Hi;
There is a official page which gives a lot of link to third party
solutions you can use:
https://slurm.schedmd.com/download.html
According to me, the best slurm page for system administration is:
https://wiki.fysik.dtu.dk/niflheim/SLURM
At this page, You can find a lot of links and information which you
need. But, I think there is not a generally accepted or an official
solution to monitoring your cluster. Probably, it is because the slurm
is somehow a kind of hpc lego, instead of a prebuilt toy.
Regards,
Ahmet M.
8.07.2019 22:33 tarihinde Edward Ned Harvey (slurm) yazdı:
I am an experienced sysadmin, new to being a slurm admin, and I'm
encountering some difficulty:
If you have a simple question such as "how many cpu's are currently
being used in the foobar partition," or "give me an overview of the
waiting jobs and what are the reasons they're waiting" I don't have
any good easy ways yet to answer these questions. I can get the total
number of cpu's in a partition via "scontrol show partition foobar"
and I can get how many cpus are being used on a particular node via
"scontrol show node somenode" and I can get a (not easily parsable)

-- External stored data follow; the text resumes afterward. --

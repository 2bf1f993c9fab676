//! In-memory event and template store.
//!
//! Records live in concurrent maps. When a data file is configured, the
//! whole store is written to it as a [`BoardSnapshot`] on every flush and
//! read back on startup.

use std::path::{Path, PathBuf};

use cronos_engine::{collate, BoardSnapshot, Event, EventId, Template};
use dashmap::DashMap;
use tokio::sync::Mutex;

use super::StorageError;

/// Result type for store operations.
pub type Result<T> = std::result::Result<T, StorageError>;

/// Store for one user's events and templates.
#[derive(Debug, Default)]
pub struct MemoryStore {
    events: DashMap<EventId, Event>,
    templates: DashMap<String, Template>,
    data_file: Option<PathBuf>,
    /// Serializes writes to the data file
    flush_lock: Mutex<()>,
}

impl MemoryStore {
    /// Create an empty store that is never written to disk.
    pub fn new() -> Self {
        Self::default()
    }

    /// Open a store, loading the data file if it exists.
    pub async fn open(data_file: Option<PathBuf>) -> Result<Self> {
        let mut store = Self::new();

        if let Some(path) = &data_file {
            if tokio::fs::try_exists(path).await? {
                let json = tokio::fs::read_to_string(path).await?;
                let snapshot = BoardSnapshot::from_json(&json)?;
                tracing::info!(
                    path = %path.display(),
                    events = snapshot.events.len(),
                    templates = snapshot.templates.len(),
                    "Loaded data file"
                );
                store.load(snapshot);
            }
        }

        store.data_file = data_file;
        Ok(store)
    }

    fn load(&mut self, snapshot: BoardSnapshot) {
        for event in snapshot.events {
            let event = with_event_id(event);
            self.events.insert(event.id.clone(), event);
        }
        for template in snapshot.templates {
            let template = with_template_id(template);
            self.templates.insert(template.id.clone(), template);
        }
    }

    /// List all events.
    pub async fn list_events(&self) -> Result<Vec<Event>> {
        let mut events: Vec<Event> = self.events.iter().map(|e| e.value().clone()).collect();
        events.sort_by(|a, b| {
            a.date
                .cmp(&b.date)
                .then(a.rank.cmp(&b.rank))
                .then_with(|| a.id.cmp(&b.id))
        });
        Ok(events)
    }

    /// Insert or replace an event, assigning an id on first write.
    pub async fn upsert_event(&self, event: Event) -> Result<Event> {
        let event = with_event_id(event);
        self.events.insert(event.id.clone(), event.clone());
        Ok(event)
    }

    /// Delete an event. Returns false if it did not exist.
    pub async fn delete_event(&self, id: &EventId) -> Result<bool> {
        Ok(self.events.remove(id).is_some())
    }

    /// List all templates, ordered by collated title.
    pub async fn list_templates(&self) -> Result<Vec<Template>> {
        let mut templates: Vec<Template> =
            self.templates.iter().map(|t| t.value().clone()).collect();
        templates.sort_by(|a, b| collate(&a.title, &b.title).then_with(|| a.id.cmp(&b.id)));
        Ok(templates)
    }

    /// Get a template by ID.
    pub async fn get_template(&self, id: &str) -> Result<Option<Template>> {
        Ok(self.templates.get(id).map(|t| t.value().clone()))
    }

    /// Insert or replace a template, assigning an id on first write.
    pub async fn save_template(&self, template: Template) -> Result<Template> {
        let template = with_template_id(template);
        self.templates
            .insert(template.id.clone(), template.clone());
        Ok(template)
    }

    /// Delete a template. Returns false if it did not exist.
    pub async fn delete_template(&self, id: &str) -> Result<bool> {
        Ok(self.templates.remove(id).is_some())
    }

    /// Create the default templates if the store has none.
    ///
    /// Returns the templates that were created.
    pub async fn seed_templates(&self) -> Result<Vec<Template>> {
        if !self.templates.is_empty() {
            return Ok(Vec::new());
        }

        let mut created = Vec::new();
        for template in Template::default_seeds() {
            created.push(self.save_template(template).await?);
        }
        tracing::info!(count = created.len(), "Seeded default templates");
        Ok(created)
    }

    /// Current contents as a snapshot.
    pub async fn snapshot(&self) -> Result<BoardSnapshot> {
        Ok(BoardSnapshot::new(
            self.list_events().await?,
            self.list_templates().await?,
        ))
    }

    /// Write the data file, if one is configured.
    pub async fn flush(&self) -> Result<()> {
        let Some(path) = &self.data_file else {
            return Ok(());
        };

        let _guard = self.flush_lock.lock().await;
        let json = self.snapshot().await?.to_json_pretty()?;
        write_atomically(path, &json).await?;
        tracing::debug!(path = %path.display(), "Flushed store");
        Ok(())
    }
}

async fn write_atomically(path: &Path, contents: &str) -> std::io::Result<()> {
    let tmp = path.with_extension("json.tmp");
    tokio::fs::write(&tmp, contents).await?;
    tokio::fs::rename(&tmp, path).await
}

fn new_id() -> String {
    uuid::Uuid::new_v4().to_string()
}

fn with_event_id(mut event: Event) -> Event {
    if !event.is_persisted() {
        event.id = EventId::new(new_id());
    }
    event
}

fn with_template_id(mut template: Template) -> Template {
    if template.id.is_empty() {
        template.id = new_id();
    }
    template
}

#[cfg(test)]
mod tests {
    use super::*;
    use cronos_engine::EventKind;

    #[tokio::test]
    async fn upsert_assigns_id_once() {
        let store = MemoryStore::new();

        let saved = store
            .upsert_event(Event::new("", "2024-05-01", EventKind::Due, "Card"))
            .await
            .unwrap();
        assert!(saved.is_persisted());

        let again = store.upsert_event(saved.clone().with_rank(1)).await.unwrap();
        assert_eq!(again.id, saved.id);
        assert_eq!(store.list_events().await.unwrap().len(), 1);
    }

    #[tokio::test]
    async fn delete_event() {
        let store = MemoryStore::new();
        let saved = store
            .upsert_event(Event::new("evt-1", "2024-05-01", EventKind::Due, "Card"))
            .await
            .unwrap();

        assert!(store.delete_event(&saved.id).await.unwrap());
        assert!(!store.delete_event(&saved.id).await.unwrap());
    }

    #[tokio::test]
    async fn seeds_only_when_empty() {
        let store = MemoryStore::new();

        let seeded = store.seed_templates().await.unwrap();
        assert_eq!(seeded.len(), 3);
        assert!(seeded.iter().all(|t| !t.id.is_empty()));

        assert!(store.seed_templates().await.unwrap().is_empty());
        assert_eq!(store.list_templates().await.unwrap().len(), 3);
    }

    #[tokio::test]
    async fn templates_sort_by_collated_title() {
        let store = MemoryStore::new();
        for title in ["Zebra", "Água", "banco"] {
            store
                .save_template(Template::new("", EventKind::Push, title, ""))
                .await
                .unwrap();
        }

        let titles: Vec<String> = store
            .list_templates()
            .await
            .unwrap()
            .into_iter()
            .map(|t| t.title)
            .collect();
        assert_eq!(titles, vec!["Água", "banco", "Zebra"]);
    }

    #[tokio::test]
    async fn delete_template() {
        let store = MemoryStore::new();
        let saved = store
            .save_template(Template::new("", EventKind::Due, "Vencimento", ""))
            .await
            .unwrap();

        assert!(store.delete_template(&saved.id).await.unwrap());
        assert!(!store.delete_template(&saved.id).await.unwrap());
        assert!(store.get_template(&saved.id).await.unwrap().is_none());
    }

    #[tokio::test]
    async fn data_file_roundtrip() {
        let dir = tempfile::tempdir().unwrap();
        let path = dir.path().join("board.json");

        let store = MemoryStore::open(Some(path.clone())).await.unwrap();
        store
            .upsert_event(Event::new("evt-1", "2024-05-01", EventKind::Push, "Promo").with_rank(0))
            .await
            .unwrap();
        store.seed_templates().await.unwrap();
        store.flush().await.unwrap();

        let reopened = MemoryStore::open(Some(path)).await.unwrap();
        assert_eq!(
            reopened.list_events().await.unwrap(),
            store.list_events().await.unwrap()
        );
        assert_eq!(reopened.list_templates().await.unwrap().len(), 3);
    }

    #[tokio::test]
    async fn missing_data_file_starts_empty() {
        let dir = tempfile::tempdir().unwrap();
        let store = MemoryStore::open(Some(dir.path().join("absent.json")))
            .await
            .unwrap();
        assert!(store.list_events().await.unwrap().is_empty());
    }

    #[tokio::test]
    async fn corrupt_data_file_is_an_error() {
        let dir = tempfile::tempdir().unwrap();
        let path = dir.path().join("board.json");
        std::fs::write(&path, "{ not json").unwrap();

        let result = MemoryStore::open(Some(path)).await;
        assert!(matches!(result, Err(StorageError::Snapshot(_))));
    }
}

list of nodes within a partition via "sinfo". So all the information
is available, but very difficult to access because it would require
some very nontrivial parsing.
I see projects like this: https://github.com/fasrc/slurm_showq
<https://github.com/fasrc/slurm_showq> and
https://github.com/fasrc/scalc <https://github.com/fasrc/scalc> which
seem to be created exactly for this purpose. They're trying to make
information in slurm more easily accessible.
So, is there a better way to manage a slurm cluster, are there better
tools, or better ways to use them? Any other suggestions for me from
experienced slurm admins? Like, a cheatsheet of common commands or
scripts like slurm_showq and scalc? Or is this just the normal state
of the world?